---
title: "SSLHandshake(_:)"
framework: security
role: symbol
role_heading: Function
path: "security/sslhandshake(_:)"
---

# SSLHandshake(_:)

Performs the SSL handshake.

## Declaration

```swift
func SSLHandshake(_ context: SSLContext) -> OSStatus
```

## Parameters

- `context`: An SSL session context reference.

## Mentioned in

Using the Secure Socket Layer for Network Communication

## Return Value

Return Value A result code. See Secure Transport Result Codes.

## Discussion

Discussion On successful return, the session is ready for normal secure communication using the functions SSLRead(_:_:_:_:) and SSLWrite(_:_:_:_:). If it finds any problems with the peer’s certificate chain, Secure Transport aborts the handshake. You can use the SSLCopyPeerCertificates function to see the peer’s certificate chain. This function can return a wide variety of result codes, including the following: errSSLUnknownRootCert—The peer has a valid certificate chain, but the root of the chain is not a known anchor certificate. errSSLNoRootCert—The peer’s certificate chain was not verifiable to a root certificate. errSSLCertExpired—The peer’s certificate chain has one or more expired certificates. errSSLXCertChainInvalid—The peer has an invalid certificate chain; for example, signature verification within the chain failed, or no certificates were found. errSSLClientCertRequested—The server has requested a client certificate. This result is returned only if you called the SSLSetSessionOption(_:_:_:) function to set the kSSLSessionOptionBreakOnCertRequested option. After receiving this result, you must call the SSLSetCertificate(_:_:) function to return the client certificate, and then call SSLHandshake(_:) again to resume the handshake. Use the SSLCopyDistinguishedNames(_:_:) function to obtain a list of certificates acceptable to the server. errSSLServerAuthCompleted—The server authentication portion of the handshake is complete.

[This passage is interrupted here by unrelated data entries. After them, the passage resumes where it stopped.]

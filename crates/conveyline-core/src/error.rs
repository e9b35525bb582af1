//! Transport and protocol errors for remote API calls

/// Error from a single request against a remote endpoint.
///
/// Kept separate from `anyhow` so callers can inspect the status code and
/// the response body when annotating a failed batch.
#[derive(Debug)]
pub enum FetchError {
    /// HTTP error with optional status code and response body
    Http {
        status: Option<u16>,
        message: String,
        body: Option<String>,
    },
    /// Response arrived but was not the expected JSON
    Decode(String),
    /// I/O error
    Io(std::io::Error),
}

impl std::fmt::Display for FetchError {
    fn fmt(&self, f: &mut std::fmt::Formatter<'_>) -> std::fmt::Result {
        match self {
            Self::Http {
                status: Some(s),
                message,
                ..
            } => write!(f, "HTTP {s}: {message}"),
            Self::Http {
                status: None,
                message,
                ..
            } => write!(f, "HTTP error: {message}"),
            Self::Decode(msg) => write!(f, "invalid response: {msg}"),
            Self::Io(e) => write!(f, "IO error: {e}"),
        }
    }
}

impl std::error::Error for FetchError {}

impl FetchError {
    /// Create HTTP error from reqwest error.
    ///
    /// The URL is stripped so bearer-protected endpoints do not end up in logs.
    pub fn from_reqwest(e: reqwest::Error) -> Self {
        Self::Http {
            status: e.status().map(|s| s.as_u16()),
            message: e.without_url().to_string(),
            body: None,
        }
    }

    /// Status code, if the server answered at all
    pub fn status(&self) -> Option<u16> {
        match self {
            Self::Http { status, .. } => *status,
            _ => None,
        }
    }

    /// Response body captured from an error status, if any
    pub fn response_body(&self) -> Option<&str> {
        match self {
            Self::Http { body, .. } => body.as_deref().filter(|b| !b.is_empty()),
            _ => None,
        }
    }
}

impl From<std::io::Error> for FetchError {
    fn from(e: std::io::Error) -> Self {
        Self::Io(e)
    }
}

impl From<serde_json::Error> for FetchError {
    fn from(e: serde_json::Error) -> Self {
        Self::Decode(e.to_string())
    }
}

This result is returned only if you called the SSLSetSessionOption(_:_:_:) function to set the kSSLSessionOptionBreakOnServerAuth option, and provides an opportunity to perform application-specific server verification before calling SSLHandshake(_:) again to continue. Note that in macOS prior to version 10.8, you must also explicitly call SSLSetEnableCertVerify to disable verification. A return value of errSSLWouldBlock indicates that the SSLHandshake(_:) function must be called again until a different result code is returned.